## Exercise goal
The answer must be every record below, reproduced exactly.

## Data supplied

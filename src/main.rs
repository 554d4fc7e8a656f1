//! Headless storefront runner.
//!
//! Connects to the realtime channel and logs notices until Ctrl-C. When a
//! vehicle slug is passed as the first argument, its configurator is loaded
//! and the base price breakdown is logged first.

use std::error::Error;
use std::sync::Arc;

use tokio::sync::broadcast;
use tracing_subscriber::{layer::SubscriberExt, util::SubscriberInitExt};

use showroom::adapters::{
    LocalEventBus, LogNoticeSink, LogShareSink, SocketIoTransport, StorefrontClient,
    StorefrontClientConfig,
};
use showroom::application::{ConfiguratorSession, NotificationProvider, SessionView};
use showroom::config::{AppConfig, LoggingConfig};
use showroom::domain::foundation::VehicleSlug;

#[tokio::main]
async fn main() -> Result<(), Box<dyn Error>> {
    let config = AppConfig::load()?;
    init_tracing(&config.logging)?;
    config.validate()?;

    let storefront = Arc::new(StorefrontClient::new(
        StorefrontClientConfig::new(config.api.base_url()?).with_timeout(config.api.timeout()),
    )?);
    storefront
        .set_token(config.api.token().map(str::to_string))
        .await;

    let notices = Arc::new(LogNoticeSink);
    let bus = Arc::new(LocalEventBus::new(config.realtime.channel_capacity));
    let transport = Arc::new(SocketIoTransport::new(&config.realtime.url()?)?);

    let provider = NotificationProvider::new(
        transport,
        notices.clone(),
        bus.clone(),
        config.realtime.client_config(),
    );
    let handle = provider.mount()?;
    tracing::info!(url = %config.realtime.url, "Realtime client started");

    let mut signals = bus.subscribe();
    tokio::spawn(async move {
        loop {
            match signals.recv().await {
                Ok(signal) => {
                    tracing::debug!(signal = signal.name(), payload = %signal.payload(), "Local signal")
                }
                Err(broadcast::error::RecvError::Lagged(skipped)) => {
                    tracing::warn!(skipped, "Local signal listener lagged")
                }
                Err(broadcast::error::RecvError::Closed) => break,
            }
        }
    });

    if let Some(slug) = std::env::args().nth(1) {
        let slug = VehicleSlug::new(slug)?;
        let mut session = ConfiguratorSession::new(
            storefront,
            notices,
            Arc::new(LogShareSink),
            config.api.storefront_url()?,
        );
        if session.load(&slug).await == SessionView::Ready {
            let breakdown = session.breakdown()?;
            tracing::info!(
                slug = %slug,
                base_price = %breakdown.base_price,
                total_price = %breakdown.total_price,
                "Configurator ready"
            );
        }
    }

    tokio::signal::ctrl_c().await?;
    tracing::info!(state = ?handle.state(), "Shutting down");
    provider.unmount();

    Ok(())
}

fn init_tracing(logging: &LoggingConfig) -> Result<(), Box<dyn Error>> {
    let registry = tracing_subscriber::registry().with(logging.env_filter()?);
    if logging.json {
        registry.with(tracing_subscriber::fmt::layer().json()).init();
    } else {
        registry.with(tracing_subscriber::fmt::layer()).init();
    }
    Ok(())
}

## Task output
filename src/main.rs
repository 554d4fc7e8a656f1
//! Headless storefront runner.
//!
//! Connects to the realtime channel and logs notices until Ctrl-C. When a
//! vehicle slug is passed as the first argument, its configurator is loaded
//! and the base price breakdown is logged first.

use std::error::Error;
use std::sync::Arc;

use tokio::sync::broadcast;
use tracing_subscriber::{layer::SubscriberExt, util::SubscriberInitExt};

use showroom::adapters::{
    LocalEventBus, LogNoticeSink, LogShareSink, SocketIoTransport, StorefrontClient,
    StorefrontClientConfig,
};
use showroom::application::{ConfiguratorSession, NotificationProvider, SessionView};
use showroom::config::{AppConfig, LoggingConfig};
use showroom::domain::foundation::VehicleSlug;

#[tokio::main]
async fn main() -> Result<(), Box<dyn Error>> {
    let config = AppConfig::load()?;
    init_tracing(&config.logging)?;
    config.validate()?;

    let storefront = Arc::new(StorefrontClient::new(
        StorefrontClientConfig::new(config.api.base_url()?).with_timeout(config.api.timeout()),
    )?);
    storefront
        .set_token(config.api.token().map(str::to_string))
        .await;

    let notices = Arc::new(LogNoticeSink);
    let bus = Arc::new(LocalEventBus::new(config.realtime.channel_capacity));
    let transport = Arc::new(SocketIoTransport::new(&config.realtime.url()?)?);

    let provider = NotificationProvider::new(
        transport,
        notices.clone(),
        bus.clone(),
        config.realtime.client_config(),
    );
    let handle = provider.mount()?;
    tracing::info!(url = %config.realtime.url, "Realtime client started");

    let mut signals = bus.subscribe();
    tokio::spawn(async move {
        loop {
            match signals.recv().await {
                Ok(signal) => {
                    tracing::debug!(signal = signal.name(), payload = %signal.payload(), "Local signal")
                }
                Err(broadcast::error::RecvError::Lagged(skipped)) => {
                    tracing::warn!(skipped, "Local signal listener lagged")
                }
                Err(broadcast::error::RecvError::Closed) => break,
            }
        }
    });

    if let Some(slug) = std::env::args().nth(1) {
        let slug = VehicleSlug::new(slug)?;
        let mut session = ConfiguratorSession::new(
            storefront,
            notices,
            Arc::new(LogShareSink),
            config.api.storefront_url()?,
        );
        if session.load(&slug).await == SessionView::Ready {
            let breakdown = session.breakdown()?;
            tracing::info!(
                slug = %slug,
                base_price = %breakdown.base_price,
                total_price = %breakdown.total_price,
                "Configurator ready"
            );
        }
    }

    tokio::signal::ctrl_c().await?;
    tracing::info!(state = ?handle.state(), "Shutting down");
    provider.unmount();

    Ok(())
}

fn init_tracing(logging: &LoggingConfig) -> Result<(), Box<dyn Error>> {
    let registry = tracing_subscriber::registry().with(logging.env_filter()?);
    if logging.json {
        registry.with(tracing_subscriber::fmt::layer().json()).init();
    } else {
        registry.with(tracing_subscriber::fmt::layer()).init();
    }
    Ok(())
}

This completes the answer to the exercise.